Stomata are microscopic structures responsible for gas exchange regulation between plant and the environment. They are formed by a central pore delimited by pairs of specialized cells, the guard cells (GCs), which sense different stimuli and integrate them into a signalling network that controls pore size. Stomatal pores, as natural openings, are the entry gate for microorganisms and pathogens, therefore, stomatal closure is considered the first mechanical barrier to prevent infection. The signalling molecule hydrogen sulfide (H2S) is a low-weight gas that belongs to the group known as gasotransmitters. H2S is endogenously synthesized in plant mitochondria, by the activity of the enzyme ß-Cyanoalanine Synthase (CAS-C1), which catalyzes the reaction between cysteine and CN⁻ to form ß-Cyanoalanine and H2S (H2Sm). However, the function of H2Sm is mostly unknown.Currently, we are studying the role of mitochondrial H2S in GCs during pathogen induced stomatal closure. Results obtained so far showed that mitochondrial-targeted H2S donors (AP123, AP39 and RT01) induce stomatal closure in a dose-dependent manner, requiring the normal activity of complexes I an IV of mitochondrial electron transport chain (mETC) to trigger this response.
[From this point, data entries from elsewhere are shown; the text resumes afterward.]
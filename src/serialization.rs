//! Serialization of fitted transformer and model parameters.
//!
//! Fitted components expose their learned state as plain `*Params` structs
//! (vectors and scalars only). This module turns those structs into bytes and
//! back, independent of the artifact envelope in [`crate::persistence`].

use serde::de::DeserializeOwned;
use serde::Serialize;
use std::error::Error;

/// A trait for parameter representations that can be serialized to and from bytes.
///
/// Implementors should contain only plain numerical data (e.g., `Vec<f64>`, scalars,
/// column names), not views or borrowed buffers.
pub trait SerializableParams: Sized {
    /// The error type returned during (de)serialization.
    type Error: Error + Send + Sync + 'static;

    /// Serialize the parameters into a byte buffer.
    fn to_bytes(&self) -> Result<Vec<u8>, Self::Error>;

    /// Deserialize the parameters from a byte buffer.
    fn from_bytes(bytes: &[u8]) -> Result<Self, Self::Error>;
}

impl<T> SerializableParams for T
where
    T: Serialize + DeserializeOwned,
{
    type Error = bincode::Error;

    fn to_bytes(&self) -> Result<Vec<u8>, Self::Error> {
        bincode::serialize(self)
    }

    fn from_bytes(bytes: &[u8]) -> Result<Self, Self::Error> {
        bincode::deserialize(bytes)
    }
}

#[cfg(test)]
mod tests {
    use super::*;
    use serde::Deserialize;

    #[derive(Debug, PartialEq, Serialize, Deserialize)]
    struct Probe {
        values: Vec<f64>,
        names: Vec<String>,
    }

    #[test]
    fn test_params_keep_nan_cells() {
        let probe = Probe {
            values: vec![1.0, f64::NAN, -3.5],
            names: vec!["age".to_string(), "bmi".to_string()],
        };
        let bytes = probe.to_bytes().unwrap();
        let restored = Probe::from_bytes(&bytes).unwrap();

        assert_eq!(restored.names, probe.names);
        assert_eq!(restored.values[0], 1.0);
        assert!(restored.values[1].is_nan());
        assert_eq!(restored.values[2], -3.5);
    }

    #[test]
    fn test_truncated_bytes_fail() {
        let probe = Probe {
            values: vec![1.0, 2.0],
            names: vec!["x".to_string()],
        };
        let bytes = probe.to_bytes().unwrap();
        assert!(Probe::from_bytes(&bytes[..bytes.len() / 2]).is_err());
    }
}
On the other hand, treatment of the mutant cas-c1 with the bacterial elicitor flagellin (flg22), showed a lower apoplastic ROS production and an impaired stomatal closure. The latter response was restored with the addition of exogenous H2Sm (AP39). Altogether, data indicates that H2S donors targeted to mitochondria induce stomatal closure needing mETC normal activity, and suggests that H2Sm participates in the flg22-induced stomatal immunity.